[Saved entries]

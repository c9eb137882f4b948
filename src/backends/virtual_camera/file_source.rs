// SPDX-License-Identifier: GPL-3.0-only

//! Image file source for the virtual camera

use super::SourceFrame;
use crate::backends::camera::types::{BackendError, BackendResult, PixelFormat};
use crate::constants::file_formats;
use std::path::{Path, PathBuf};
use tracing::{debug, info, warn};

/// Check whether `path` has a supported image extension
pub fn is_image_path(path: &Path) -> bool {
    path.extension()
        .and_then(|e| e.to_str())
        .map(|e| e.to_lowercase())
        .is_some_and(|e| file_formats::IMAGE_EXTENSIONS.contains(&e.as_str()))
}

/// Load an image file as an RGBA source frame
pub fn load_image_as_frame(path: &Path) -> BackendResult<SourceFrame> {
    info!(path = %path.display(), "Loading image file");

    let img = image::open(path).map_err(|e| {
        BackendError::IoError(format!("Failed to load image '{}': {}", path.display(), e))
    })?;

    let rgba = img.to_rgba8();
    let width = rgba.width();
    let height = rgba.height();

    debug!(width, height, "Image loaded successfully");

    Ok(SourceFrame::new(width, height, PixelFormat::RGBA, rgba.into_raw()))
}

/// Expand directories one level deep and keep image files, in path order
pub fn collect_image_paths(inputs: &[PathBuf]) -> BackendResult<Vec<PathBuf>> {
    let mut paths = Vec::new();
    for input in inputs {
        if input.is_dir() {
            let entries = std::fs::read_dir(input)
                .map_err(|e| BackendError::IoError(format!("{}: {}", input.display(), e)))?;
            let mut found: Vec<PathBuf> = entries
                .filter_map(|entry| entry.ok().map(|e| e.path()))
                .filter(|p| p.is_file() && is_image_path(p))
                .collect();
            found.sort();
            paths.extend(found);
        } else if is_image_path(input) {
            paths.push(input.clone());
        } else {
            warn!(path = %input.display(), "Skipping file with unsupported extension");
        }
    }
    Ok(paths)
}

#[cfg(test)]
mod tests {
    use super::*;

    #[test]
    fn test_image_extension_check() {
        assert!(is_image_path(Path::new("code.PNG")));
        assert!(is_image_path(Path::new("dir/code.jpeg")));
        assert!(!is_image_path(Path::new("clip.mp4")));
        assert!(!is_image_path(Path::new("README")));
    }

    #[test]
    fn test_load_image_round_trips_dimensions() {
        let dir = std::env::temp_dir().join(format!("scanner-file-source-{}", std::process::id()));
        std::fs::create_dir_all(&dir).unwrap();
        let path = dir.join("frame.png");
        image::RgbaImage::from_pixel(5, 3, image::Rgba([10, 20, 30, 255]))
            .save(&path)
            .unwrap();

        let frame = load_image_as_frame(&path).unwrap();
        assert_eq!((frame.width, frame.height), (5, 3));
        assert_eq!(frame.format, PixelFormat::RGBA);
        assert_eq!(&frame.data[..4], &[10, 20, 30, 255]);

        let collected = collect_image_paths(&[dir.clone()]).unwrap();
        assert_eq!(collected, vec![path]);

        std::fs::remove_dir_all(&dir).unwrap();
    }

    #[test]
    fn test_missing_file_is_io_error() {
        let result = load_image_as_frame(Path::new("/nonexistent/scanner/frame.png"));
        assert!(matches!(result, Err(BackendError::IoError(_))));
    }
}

» TASK OBJECTIVE: Each record must be transcribed word for word.

» RESPONSE FOR THIS EXERCISE:
repository c9eb137882f4b948
filename src/backends/virtual_camera/file_source.rs
// SPDX-License-Identifier: GPL-3.0-only

//! Image file source for the virtual camera

use super::SourceFrame;
use crate::backends::camera::types::{BackendError, BackendResult, PixelFormat};
use crate::constants::file_formats;
use std::path::{Path, PathBuf};
use tracing::{debug, info, warn};

/// Check whether `path` has a supported image extension
pub fn is_image_path(path: &Path) -> bool {
    path.extension()
        .and_then(|e| e.to_str())
        .map(|e| e.to_lowercase())
        .is_some_and(|e| file_formats::IMAGE_EXTENSIONS.contains(&e.as_str()))
}

/// Load an image file as an RGBA source frame
pub fn load_image_as_frame(path: &Path) -> BackendResult<SourceFrame> {
    info!(path = %path.display(), "Loading image file");

    let img = image::open(path).map_err(|e| {
        BackendError::IoError(format!("Failed to load image '{}': {}", path.display(), e))
    })?;

    let rgba = img.to_rgba8();
    let width = rgba.width();
    let height = rgba.height();

    debug!(width, height, "Image loaded successfully");

    Ok(SourceFrame::new(width, height, PixelFormat::RGBA, rgba.into_raw()))
}

/// Expand directories one level deep and keep image files, in path order
pub fn collect_image_paths(inputs: &[PathBuf]) -> BackendResult<Vec<PathBuf>> {
    let mut paths = Vec::new();
    for input in inputs {
        if input.is_dir() {
            let entries = std::fs::read_dir(input)
                .map_err(|e| BackendError::IoError(format!("{}: {}", input.display(), e)))?;
            let mut found: Vec<PathBuf> = entries
                .filter_map(|entry| entry.ok().map(|e| e.path()))
                .filter(|p| p.is_file() && is_image_path(p))
                .collect();
            found.sort();
            paths.extend(found);
        } else if is_image_path(input) {
            paths.push(input.clone());
        } else {
            warn!(path = %input.display(), "Skipping file with unsupported extension");
        }
    }
    Ok(paths)
}

#[cfg(test)]
mod tests {
    use super::*;

    #[test]
    fn test_image_extension_check() {
        assert!(is_image_path(Path::new("code.PNG")));
        assert!(is_image_path(Path::new("dir/code.jpeg")));
        assert!(!is_image_path(Path::new("clip.mp4")));
        assert!(!is_image_path(Path::new("README")));
    }

    #[test]
    fn test_load_image_round_trips_dimensions() {
        let dir = std::env::temp_dir().join(format!("scanner-file-source-{}", std::process::id()));
        std::fs::create_dir_all(&dir).unwrap();
        let path = dir.join("frame.png");
        image::RgbaImage::from_pixel(5, 3, image::Rgba([10, 20, 30, 255]))
            .save(&path)
            .unwrap();

        let frame = load_image_as_frame(&path).unwrap();
        assert_eq!((frame.width, frame.height), (5, 3));
        assert_eq!(frame.format, PixelFormat::RGBA);
        assert_eq!(&frame.data[..4], &[10, 20, 30, 255]);

        let collected = collect_image_paths(&[dir.clone()]).unwrap();
        assert_eq!(collected, vec![path]);

        std::fs::remove_dir_all(&dir).unwrap();
    }

    #[test]
    fn test_missing_file_is_io_error() {
        let result = load_image_as_frame(Path::new("/nonexistent/scanner/frame.png"));
        assert!(matches!(result, Err(BackendError::IoError(_))));
    }
}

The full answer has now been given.